Something powerful happens when we come together with others who love the Lord, those who are seeking to live their lives to honor Him and bless others. We read God’s Word together, we talk about what it means for our lives, we sing our hearts out, we come around the Lord’s Table to remember the sacrifice He made for our redemption, and in prayer, we praise His name and pour out our hearts. And as we do all of this we gain a new perspective on life, we are strengthened in our troubles and sorrow, and we are renewed. Left to ourselves, when we are isolated and alone, our minds can become our worst enemy.

There’s more that takes place when we gather with God’s people than merely gaining perspective. I want us to take a few minutes and focus on three beatitudes that are listed in this Psalm. Most often, when we hear the word, “beatitude,” we think of Jesus’ Sermon on the Mount in Matthew, but in Psalm 84 we have three beatitudes. Let’s look at the first one found in verse 4.

4 Blessed are those who dwell in your house; they are ever praising you. (Psalm 84:4 NIV)

In verse 3, the psalmist was envying the sparrow and the swallow who had found a home, they had built their nest, near the altar of God. In verse 4, he is thinking about the priests and Levites who minister before the Lord throughout the day and he says they are “blessed” because they are “ever praising” God. It was the priests and Levites job to praise God at the temple, but I’ve got good news for you this morning and it is this: Those who dwell in the presence of God, not just in a building on Sunday morning, but in God’s presence, they can praise God because they know the fullness of His joy. David wrote in Psalm 16,

11 You make known to me the path of life; you will fill me with joy in your presence, with eternal pleasures at your right hand. (Psalm 16:11 NIV)

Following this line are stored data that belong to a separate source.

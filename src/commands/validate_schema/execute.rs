use std::error::Error;

use serde::Serialize;

use super::ValidateSchemaCmd;
use crate::commands::Execute;
use crate::config::ConfigFile;
use crate::input::read_json;
use crate::schema::{validate_schema, Application, SchemaError};

/// Result of the validate-schema command execution
#[derive(Debug, Default, Serialize)]
pub struct ValidateSchemaResult {
    pub input: String,
    pub files: usize,
    pub models: usize,
    pub valid: bool,
    pub errors: Vec<SchemaError>,
}

impl Execute for ValidateSchemaCmd {
    type Output = ValidateSchemaResult;

    fn execute(self, _config: &ConfigFile) -> Result<Self::Output, Box<dyn Error>> {
        let app: Application = read_json(&self.input)?;

        let mut result = ValidateSchemaResult {
            input: self.input.display().to_string(),
            files: app.files.len(),
            models: app.files.iter().map(|f| f.models.len()).sum(),
            ..Default::default()
        };

        match validate_schema(&app) {
            Ok(_) => result.valid = true,
            Err(errors) => result.errors = errors,
        }

        Ok(result)
    }
}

We’ve talked about this before, but I don’t think we can remind ourselves enough: Joy is altogether different than happiness. Happiness is based on our circumstances, but joy is altogether different. Joy comes from the Lord and joys run deep regardless of the circumstances we are facing in life. Paul wrote to the folks in Corinth, in 2 Corinthians 6:10, and he was describing himself and those who traveled with him when he wrote that they were…

10 sorrowful, yet always rejoicing; poor, yet making many rich; having nothing, and yet possessing everything. (2 Corinthians 6:10 NIV)

Do you see the depth of joy? Look at the contrast. Would you ever in your wildest dreams imagine that someone who is “sorrowful, poor, and having nothing” could be “rejoicing and possessing everything?” There’s no room for happiness under those circumstances, but joy can abound in poverty, joy can flourish in sorrow, because of who God is and who we are as loved and cherished by Him.

The greatest example of the Christian’s joy is found in Jesus. The prophet Isaiah described the Messiah as a “man of sorrows” in Isaiah 53:3. Take a look at the verse with me.

3 He was despised and rejected by men, a man of sorrows and acquainted with grief; and as one from whom men hide their faces he was despised, and we esteemed him not. (Isaiah 53:3 ESV)

He was despised and rejected by the very people He came to save. He was more than familiar with grief, yet Jesus told His followers in John 15:11,

11 I have told you this so that my joy may be in you and that your joy may be complete. (John 15:11 NIV)

Joy in the midst of sorrow? You better believe it! Joy in the midst of being despised and rejected by people? You better believe it! How can that be? Well, the writer of Hebrews gives us a key in Hebrews 12:1-2.

1 Therefore, since we are surrounded by so great a cloud of witnesses, let us also lay aside every weight, and sin which clings so closely, and let us run with endurance the race that is set before us, 2 looking to Jesus, the founder and perfecter of our faith, who for the joy that was set before him endured the cross, despising the shame, and is seated at the right hand of the throne of God. (Hebrews 12:1-2 ESV)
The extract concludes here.